NEW YORK (Reuters) – The European Central Bank’s plan to pump out about 1 trillion euros to revive the euro zone economy kept stocks in the region on track for their best week since 2011 but knocked the shared currency to fresh 11-year lows.

Wall Street, which rallied 1.5 percent on Thursday’s European bond-buying announcement, was off because of soft corporate earnings. U.S. Treasury debt prices jumped as European yields touched record lows and left America’s higher interest rates still more attractive to investors.

Oil prices rose on hopes for a boost to global growth from the ECB’s move, while the death of Saudi Arabia’s King Abdullah added to uncertainty over the plans of the world’s biggest crude exporter.

The appetite for riskier assets was intense with traders also driving Italian, Spanish and many other euro zone bond yields to new record lows.

“What the market is focusing on is the potentially open- ended element of the (ECB QE) program,” said Emile Cardon, the euro zone strategist at Rabobank.

Led by Greek shares, stocks in Europe were set for their biggest weekly gain in over three years. The ECB’s bond-buying scheme helped Greece’s ATG share index <.ATG> rise more than 6 percent.

The FTSEurofirst 300 <.FTEU3> index of top European shares was last up 1.4 percent at 1,473.94 points after touching a new seven-year high. Germany’s DAX <.GDAX> and Paris’s CAC 40 <.FCHI> were last ahead over 1 percent.

There were nerves about cliff-hanger elections in Greece on Sunday that polls suggest will be won by the anti-EU/IMF bailout Syriza party. But the ECB’s pledge to buy roughly 50 billion euros of government bonds a month from March until September 2016 more than compensated.

U.S. stocks declined, partly on worries the surging dollar will hurt U.S. corporate earnings. The Dow Jones industrial average <.DJI> fell 88.24 points, or 0.5 percent, to 17,725.74, the S&P 500 <.SPX> gave up 9.9 points, or 0.48 percent, to 2,053.25, and the Nasdaq Composite <.IXIC> lost 11.79 points, or 0.25 percent, to 4,738.61.

United Parcel Service Inc shares fell nearly 10 percent after the delivery giant gave a fourth-quarter earnings outlook below expectations.

The euro went into another nosedive and crashed through $ 1.13, $ 1.12 and all the way to $ 1.1115 in a matter of hours, in its biggest daily fall in over three years. The euro did recover some and was last off nearly 1 percent at $ 1.1267. [FRX/]

“We are in a period of severe stress in terms of position liquidation.
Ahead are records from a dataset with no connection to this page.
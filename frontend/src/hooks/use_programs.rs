use shared::Program;
use wasm_bindgen_futures::spawn_local;
use yew::prelude::*;

use crate::services::api::ApiClient;

#[derive(Clone, PartialEq)]
pub struct ProgramsState {
    pub programs: Vec<Program>,
    pub loading: bool,
    pub error: Option<String>,
}

pub struct UseProgramsResult {
    pub state: ProgramsState,
    pub refresh: Callback<()>,
}

/// Fetch the program list once on mount and expose a refresh action.
#[hook]
pub fn use_programs(api_client: &ApiClient) -> UseProgramsResult {
    let programs = use_state(Vec::<Program>::new);
    let loading = use_state(|| true);
    let error = use_state(|| None::<String>);

    let refresh = {
        let api_client = api_client.clone();
        let programs = programs.clone();
        let loading = loading.clone();
        let error = error.clone();

        use_callback((), move |_, _| {
            let api_client = api_client.clone();
            let programs = programs.clone();
            let loading = loading.clone();
            let error = error.clone();

            spawn_local(async move {
                loading.set(true);

                match api_client.get_programs().await {
                    Ok(fetched) => {
                        programs.set(fetched);
                        error.set(None);
                    }
                    Err(e) => {
                        gloo::console::error!("Failed to fetch programs:", e.clone());
                        error.set(Some(e));
                    }
                }

                loading.set(false);
            });
        })
    };

    // Load initial programs
    use_effect_with((), {
        let refresh = refresh.clone();
        move |_| {
            refresh.emit(());
            || ()
        }
    });

    let state = ProgramsState {
        programs: (*programs).clone(),
        loading: *loading,
        error: (*error).clone(),
    };

    UseProgramsResult { state, refresh }
}
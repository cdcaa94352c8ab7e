//! Contact-form domain logic.

use shared::ContactRequest;
use thiserror::Error;
use uuid::Uuid;

use crate::domain::models::ContactMessage;
use crate::domain::now_rfc3339;
use crate::storage::ContactStorage;

#[derive(Debug, Error)]
pub enum ContactError {
    #[error("Tous les champs sont requis.")]
    MissingFields,
    #[error("Adresse email invalide.")]
    InvalidEmail,
    #[error("Erreur de stockage: {0}")]
    Storage(#[from] anyhow::Error),
}

#[derive(Clone)]
pub struct ContactService<S: ContactStorage> {
    storage: S,
}

impl<S: ContactStorage> ContactService<S> {
    pub fn new(storage: S) -> Self {
        Self { storage }
    }

    pub async fn submit(&self, request: ContactRequest) -> Result<ContactMessage, ContactError> {
        let required = [&request.name, &request.email, &request.reason, &request.message];
        if required.iter().any(|field| field.trim().is_empty()) {
            return Err(ContactError::MissingFields);
        }
        if !is_plausible_email(&request.email) {
            return Err(ContactError::InvalidEmail);
        }

        let message = ContactMessage {
            id: Uuid::new_v4().to_string(),
            name: request.name,
            email: request.email,
            phone: request.phone.filter(|p| !p.trim().is_empty()),
            reason: request.reason,
            message: request.message,
            created_at: now_rfc3339()?,
        };

        self.storage.store_message(&message).await?;
        Ok(message)
    }

    pub async fn list_messages(
        &self,
        limit: Option<u32>,
    ) -> Result<Vec<ContactMessage>, ContactError> {
        Ok(self.storage.list_messages(limit).await?)
    }
}

/// One `@`, non-empty local part, dotted domain, no whitespace anywhere.
fn is_plausible_email(email: &str) -> bool {
    if email.chars().any(char::is_whitespace) {
        return false;
    }
    let mut parts = email.split('@');
    match (parts.next(), parts.next(), parts.next()) {
        (Some(local), Some(domain), None) => {
            !local.is_empty()
                && domain.split('.').count() >= 2
                && domain.split('.').all(|segment| !segment.is_empty())
        }
        _ => false,
    }
}

#[cfg(test)]
mod tests {
    use super::*;
    use crate::storage::{ContactRepository, DbConnection};

    async fn create_test_service() -> ContactService<ContactRepository> {
        let db = DbConnection::init_test().await.expect("Failed to create test database");
        ContactService::new(ContactRepository::new(db))
    }

    fn sample_request() -> ContactRequest {
        ContactRequest {
            name: "Amina".to_string(),
            email: "amina@example.com".to_string(),
            phone: Some("0654000000".to_string()),
            reason: "Commande".to_string(),
            message: "Livrez-vous à Rabat ?".to_string(),
        }
    }

    #[tokio::test]
    async fn test_submit_stores_message() {
        let service = create_test_service().await;
        let stored = service.submit(sample_request()).await.unwrap();
        assert!(!stored.id.is_empty());
        assert_eq!(stored.phone.as_deref(), Some("0654000000"));

        let messages = service.list_messages(None).await.unwrap();
        assert_eq!(messages, vec![stored]);
    }

    #[tokio::test]
    async fn test_submit_blank_phone_becomes_none() {
        let service = create_test_service().await;
        let mut request = sample_request();
        request.phone = Some("  ".to_string());

        let stored = service.submit(request).await.unwrap();
        assert!(stored.phone.is_none());
    }

    #[tokio::test]
    async fn test_submit_rejects_missing_fields() {
        let service = create_test_service().await;
        let mut request = sample_request();
        request.message = String::new();

        let err = service.submit(request).await.unwrap_err();
        assert!(matches!(err, ContactError::MissingFields));
    }

    #[tokio::test]
    async fn test_submit_rejects_bad_email() {
        let service = create_test_service().await;
        for bad in ["amina", "amina@", "@example.com", "a b@example.com", "amina@example", "a@@b.com"] {
            let mut request = sample_request();
            request.email = bad.to_string();
            let err = service.submit(request).await.unwrap_err();
            assert!(matches!(err, ContactError::InvalidEmail), "{} should be invalid", bad);
        }
    }

    #[test]
    fn test_is_plausible_email() {
        assert!(is_plausible_email("contact@healthybite.ma"));
        assert!(is_plausible_email("a.b@sub.example.com"));
        assert!(!is_plausible_email("no-at-sign.com"));
        assert!(!is_plausible_email("trailing-dot@example."));
    }
}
Where this stops, it is impossible to tell,”

said Derek Halpenny and Bank of Tokyo Mitsubishi.

Long-dated bonds led a U.S. debt rally and the yield curve flattened. Benchmark 10-year notes gained 22/32 in price to yield 1.82 percent, far higher than comparable German debt yields that fell to record lows of 0.312 percent on Friday.

Thirty-year bonds gained 1-29/32 in price to yield 2.38 percent, down from 2.47 percent late on Thursday.

Brent crude oil rose on Friday after the death of Saudi Arabia’s king added to uncertainty in oil markets, although the new ruler indicated immediately there would be no policy change.

Brent crude rose to a high of $ 49.80, up $ 1.28 a barrel, before easing to around $ 49.20. U.S. light crude oil rose to $ 46.41, up 10 cents.